[[ INFORMATION SHOWN, beginning ]]
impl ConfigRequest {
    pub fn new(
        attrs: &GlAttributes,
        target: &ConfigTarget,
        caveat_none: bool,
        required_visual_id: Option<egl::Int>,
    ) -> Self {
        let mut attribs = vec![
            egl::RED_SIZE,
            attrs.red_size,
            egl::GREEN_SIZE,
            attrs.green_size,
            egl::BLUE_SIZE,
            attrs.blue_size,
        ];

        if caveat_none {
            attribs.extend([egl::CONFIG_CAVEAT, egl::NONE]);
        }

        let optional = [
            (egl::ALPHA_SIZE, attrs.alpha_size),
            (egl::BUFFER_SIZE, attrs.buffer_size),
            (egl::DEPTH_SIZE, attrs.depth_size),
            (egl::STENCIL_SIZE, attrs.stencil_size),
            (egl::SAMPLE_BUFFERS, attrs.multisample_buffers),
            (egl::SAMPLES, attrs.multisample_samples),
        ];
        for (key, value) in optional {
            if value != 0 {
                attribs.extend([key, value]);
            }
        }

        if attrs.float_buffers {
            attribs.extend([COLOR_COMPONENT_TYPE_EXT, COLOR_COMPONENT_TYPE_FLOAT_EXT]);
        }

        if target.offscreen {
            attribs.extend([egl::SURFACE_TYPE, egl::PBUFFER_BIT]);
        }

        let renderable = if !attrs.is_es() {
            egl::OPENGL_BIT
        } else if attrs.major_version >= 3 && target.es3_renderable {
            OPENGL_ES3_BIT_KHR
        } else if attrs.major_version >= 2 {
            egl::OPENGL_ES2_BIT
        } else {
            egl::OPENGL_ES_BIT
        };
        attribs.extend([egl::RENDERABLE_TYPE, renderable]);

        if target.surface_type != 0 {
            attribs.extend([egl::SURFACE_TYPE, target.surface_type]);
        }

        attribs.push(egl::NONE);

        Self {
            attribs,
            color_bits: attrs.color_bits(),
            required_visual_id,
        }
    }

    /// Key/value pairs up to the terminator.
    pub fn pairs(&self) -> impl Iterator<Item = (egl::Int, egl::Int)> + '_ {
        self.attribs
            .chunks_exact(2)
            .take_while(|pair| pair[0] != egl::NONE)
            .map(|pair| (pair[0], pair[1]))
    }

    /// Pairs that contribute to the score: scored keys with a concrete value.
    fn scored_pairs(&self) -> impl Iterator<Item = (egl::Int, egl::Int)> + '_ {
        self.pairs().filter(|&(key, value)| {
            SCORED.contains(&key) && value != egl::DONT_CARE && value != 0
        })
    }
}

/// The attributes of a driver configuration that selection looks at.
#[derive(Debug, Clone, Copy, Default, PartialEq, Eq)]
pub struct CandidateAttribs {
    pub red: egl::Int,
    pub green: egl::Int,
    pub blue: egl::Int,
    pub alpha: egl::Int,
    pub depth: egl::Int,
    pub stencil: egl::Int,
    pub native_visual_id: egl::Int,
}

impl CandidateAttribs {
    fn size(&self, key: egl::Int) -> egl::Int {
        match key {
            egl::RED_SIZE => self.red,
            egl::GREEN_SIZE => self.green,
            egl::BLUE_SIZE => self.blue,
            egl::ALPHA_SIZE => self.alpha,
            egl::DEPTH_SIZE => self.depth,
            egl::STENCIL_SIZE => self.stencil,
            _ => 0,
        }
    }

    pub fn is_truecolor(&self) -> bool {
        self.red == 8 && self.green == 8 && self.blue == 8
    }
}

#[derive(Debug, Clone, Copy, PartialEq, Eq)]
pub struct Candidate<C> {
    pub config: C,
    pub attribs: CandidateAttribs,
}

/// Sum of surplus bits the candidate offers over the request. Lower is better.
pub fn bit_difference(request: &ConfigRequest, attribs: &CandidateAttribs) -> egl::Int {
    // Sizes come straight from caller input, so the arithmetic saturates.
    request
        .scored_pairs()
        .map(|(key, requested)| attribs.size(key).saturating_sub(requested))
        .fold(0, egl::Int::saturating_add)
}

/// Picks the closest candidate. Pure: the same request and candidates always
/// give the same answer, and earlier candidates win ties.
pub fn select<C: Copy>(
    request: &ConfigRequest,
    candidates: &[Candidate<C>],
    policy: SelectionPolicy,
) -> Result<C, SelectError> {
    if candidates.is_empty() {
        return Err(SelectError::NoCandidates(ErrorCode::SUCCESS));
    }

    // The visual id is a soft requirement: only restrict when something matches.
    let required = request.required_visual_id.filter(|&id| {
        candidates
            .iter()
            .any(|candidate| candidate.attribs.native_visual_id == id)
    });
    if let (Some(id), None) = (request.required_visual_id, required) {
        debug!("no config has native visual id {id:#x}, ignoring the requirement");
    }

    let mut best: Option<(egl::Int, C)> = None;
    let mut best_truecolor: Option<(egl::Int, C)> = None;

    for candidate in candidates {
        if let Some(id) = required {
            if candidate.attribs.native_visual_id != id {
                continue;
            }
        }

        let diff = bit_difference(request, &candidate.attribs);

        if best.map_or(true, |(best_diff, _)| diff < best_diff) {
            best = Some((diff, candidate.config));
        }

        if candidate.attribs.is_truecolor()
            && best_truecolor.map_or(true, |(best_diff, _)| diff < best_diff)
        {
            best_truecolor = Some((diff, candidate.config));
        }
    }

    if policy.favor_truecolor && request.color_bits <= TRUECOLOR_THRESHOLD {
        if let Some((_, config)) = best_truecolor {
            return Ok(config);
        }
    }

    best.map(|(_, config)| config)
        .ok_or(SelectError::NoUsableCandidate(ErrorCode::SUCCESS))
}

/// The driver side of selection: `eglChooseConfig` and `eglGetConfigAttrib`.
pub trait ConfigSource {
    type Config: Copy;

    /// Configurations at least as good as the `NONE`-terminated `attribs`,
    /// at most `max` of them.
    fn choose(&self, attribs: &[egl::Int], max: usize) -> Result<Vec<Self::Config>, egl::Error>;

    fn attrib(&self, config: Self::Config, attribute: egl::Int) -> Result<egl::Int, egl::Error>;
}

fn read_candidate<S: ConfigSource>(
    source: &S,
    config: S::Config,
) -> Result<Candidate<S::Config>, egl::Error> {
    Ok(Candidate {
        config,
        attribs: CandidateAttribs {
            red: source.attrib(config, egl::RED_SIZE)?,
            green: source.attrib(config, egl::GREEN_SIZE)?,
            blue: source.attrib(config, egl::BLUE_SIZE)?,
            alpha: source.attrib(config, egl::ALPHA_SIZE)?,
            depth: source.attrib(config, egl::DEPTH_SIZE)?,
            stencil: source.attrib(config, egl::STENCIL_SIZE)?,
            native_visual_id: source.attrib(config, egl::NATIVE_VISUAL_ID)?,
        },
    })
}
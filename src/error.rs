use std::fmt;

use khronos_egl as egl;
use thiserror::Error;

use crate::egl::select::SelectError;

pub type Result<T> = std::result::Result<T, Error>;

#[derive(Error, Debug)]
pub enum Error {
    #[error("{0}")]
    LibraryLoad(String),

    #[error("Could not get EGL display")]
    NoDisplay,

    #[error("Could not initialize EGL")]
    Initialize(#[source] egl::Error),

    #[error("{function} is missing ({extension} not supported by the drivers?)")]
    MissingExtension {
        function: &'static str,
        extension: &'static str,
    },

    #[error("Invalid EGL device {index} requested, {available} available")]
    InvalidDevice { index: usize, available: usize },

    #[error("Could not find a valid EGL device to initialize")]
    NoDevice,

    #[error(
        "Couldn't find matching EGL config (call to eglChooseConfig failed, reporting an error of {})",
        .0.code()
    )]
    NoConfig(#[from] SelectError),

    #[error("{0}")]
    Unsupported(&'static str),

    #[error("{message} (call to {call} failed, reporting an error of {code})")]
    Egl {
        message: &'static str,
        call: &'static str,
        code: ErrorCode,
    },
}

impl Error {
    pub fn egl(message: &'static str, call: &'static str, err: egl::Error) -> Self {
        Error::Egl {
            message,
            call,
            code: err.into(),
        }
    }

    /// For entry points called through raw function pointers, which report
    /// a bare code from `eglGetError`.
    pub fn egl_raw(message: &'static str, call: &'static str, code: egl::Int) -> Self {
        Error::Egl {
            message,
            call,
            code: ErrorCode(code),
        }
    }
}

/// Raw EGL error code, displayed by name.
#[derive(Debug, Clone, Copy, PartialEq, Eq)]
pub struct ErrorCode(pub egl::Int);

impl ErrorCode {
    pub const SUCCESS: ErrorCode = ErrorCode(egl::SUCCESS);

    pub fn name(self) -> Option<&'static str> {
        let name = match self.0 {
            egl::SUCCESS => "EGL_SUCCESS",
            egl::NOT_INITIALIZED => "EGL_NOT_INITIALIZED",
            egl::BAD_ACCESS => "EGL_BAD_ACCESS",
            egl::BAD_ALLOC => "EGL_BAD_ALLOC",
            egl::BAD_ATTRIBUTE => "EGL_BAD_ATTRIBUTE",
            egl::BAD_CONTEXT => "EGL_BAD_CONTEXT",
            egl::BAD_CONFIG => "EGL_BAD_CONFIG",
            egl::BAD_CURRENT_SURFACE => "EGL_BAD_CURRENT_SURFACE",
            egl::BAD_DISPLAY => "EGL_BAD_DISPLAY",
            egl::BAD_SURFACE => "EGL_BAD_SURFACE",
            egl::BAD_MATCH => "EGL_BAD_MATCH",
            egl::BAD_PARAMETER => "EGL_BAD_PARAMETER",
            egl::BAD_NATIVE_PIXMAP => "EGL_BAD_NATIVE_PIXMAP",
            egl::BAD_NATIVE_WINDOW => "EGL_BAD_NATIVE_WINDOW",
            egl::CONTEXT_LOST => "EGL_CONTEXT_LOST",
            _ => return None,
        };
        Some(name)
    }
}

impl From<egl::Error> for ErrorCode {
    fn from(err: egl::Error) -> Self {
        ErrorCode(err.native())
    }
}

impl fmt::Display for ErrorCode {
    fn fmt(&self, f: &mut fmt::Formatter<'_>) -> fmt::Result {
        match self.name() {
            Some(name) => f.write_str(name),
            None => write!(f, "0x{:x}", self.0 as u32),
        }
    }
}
[[ INFORMATION SHOWN, end ]]
▶ YOUR INSTRUCTIONS: Check every line of the data above for the string "requested", and copy those that have it.

▶ EXERCISE ANSWER:
        .map(|(key, requested)| attribs.size(key).saturating_sub(requested))
    #[error("Invalid EGL device {index} requested, {available} available")]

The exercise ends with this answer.